I get that Terry. But since only one grinder is plugged in the neutral has current on it. So in my shop the load is almost never balanced. This is because even though the receptacles may be the same number on each leg the stuff plugged into them and running is almost never the same load. I'm glad I got that cleared up in my mind. Eric

Reply to
etpm

I got a little confused because the 125 volt loads in my shop are almost never balanced. BTW, the reason I wrote 125 and 250 volts is because that's what the voltage measures to my shop. Sometimes surges higher too. PSE says it's all good.

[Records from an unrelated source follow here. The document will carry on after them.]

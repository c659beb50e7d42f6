//! Error types for the upgrade controller.

/// Errors produced by upgrade operations.
#[derive(Debug, thiserror::Error)]
pub enum UpgradeError {
    /// The upgrade (or its pre-conditions) failed; `cause` is the operator-
    /// facing explanation.
    #[error("{cause}")]
    Failed {
        /// Operator-facing cause.
        cause: String,
    },

    /// A version string did not parse.
    #[error("invalid version: {version}")]
    InvalidVersion {
        /// The offending version string.
        version: String,
    },

    /// The config filesystem failed underneath the controller.
    #[error(transparent)]
    ConfigFs(#[from] nsfs_configfs::ConfigFsError),

    /// Internal error with context.
    #[error(transparent)]
    Internal(#[from] anyhow::Error),
}

impl UpgradeError {
    /// Build a [`UpgradeError::Failed`] from anything displayable.
    pub fn failed(cause: impl Into<String>) -> Self {
        Self::Failed {
            cause: cause.into(),
        }
    }
}

/// Convenience result type for upgrade operations.
pub type UpgradeResult<T> = Result<T, UpgradeError>;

All my CNC machine controls have multi tapped transformers so the high voltage is OK for the controls but one machine has a VFD that can't handle the voltage spikes and shuts down. When decelerating the spindle the energy is fed back into the incoming power and this also causes voltage spikes. I had to wire in two buck transformers to lower the 3 phase voltage for the one machine to fix the problem. Eric

Reply to
etpm

I'd say that "right" implies that otherwise is wrong and it really doesn't make ANY difference, except to the power company. Because the only neutral current that you're minimizing is that in the "drop" to your panel. You have no control over the neutral currents in your panel and circuits.

Reply to
Bob Engelhardt

your statement that I have "no control" over neutral currents . I may not have a perfect balance , but I have a pretty good idea of what loads will be on most circuits and that influences my decision on which leg to place that load . And what difference does this make ultimately ? Probably not a helluva lot . But if I can somewhat balance the load that my supply transformer sees that can only be good . Or should I draw the whole 200 amps (or as much as is 110V loads) my panel can handle from one side ? If for no other reason than voltage sag I can't call that a good idea . Symmetry !

Reply to
Terry Coombs

Careful, now... I said "in your panel and circuits". Your balancing does not affect any neutral current in your branch circuits. Only in the aggregated current in the neutral wire coming to your panel.

Reply to
Bob Engelhardt

Unless you are using "edison circuits" - or sub-panels

Reply to
Clare Snyder

If it was we wouldn't need a neutral wire, but the fact remains the neutral will NEVER carry ALL of the load current if any of the load is devided between lines. If that were not true the neutral would need to be double the capacity of the "line" conductors.

Reply to
Clare Snyder

It's all about control. ;)

I'm lean toward Eric and Jim's side of the fence, but I understand where you're coming from. Old style electricians used to try to balance circuits, with lights on one 120v leg and outlets on the other

120v leg of a 240v panel. That's a good thing.

May the EMF be with you.

Reply to
Larry Jaques

What? You guys don't grind ambidextrously for load balance?

Reply to
Larry Jaques

I think the NEC demands those only in hospitals. Everyone else has 2 hots and a not. (safety ground w/ no current)

Reply to
Larry Jaques

Required for ranges and driers for at least the last 10 years here in Canada - don't know abiout the backwaters of the USA>

Reply to
Clare Snyder

"Whatever for?" he queried, from said backwater.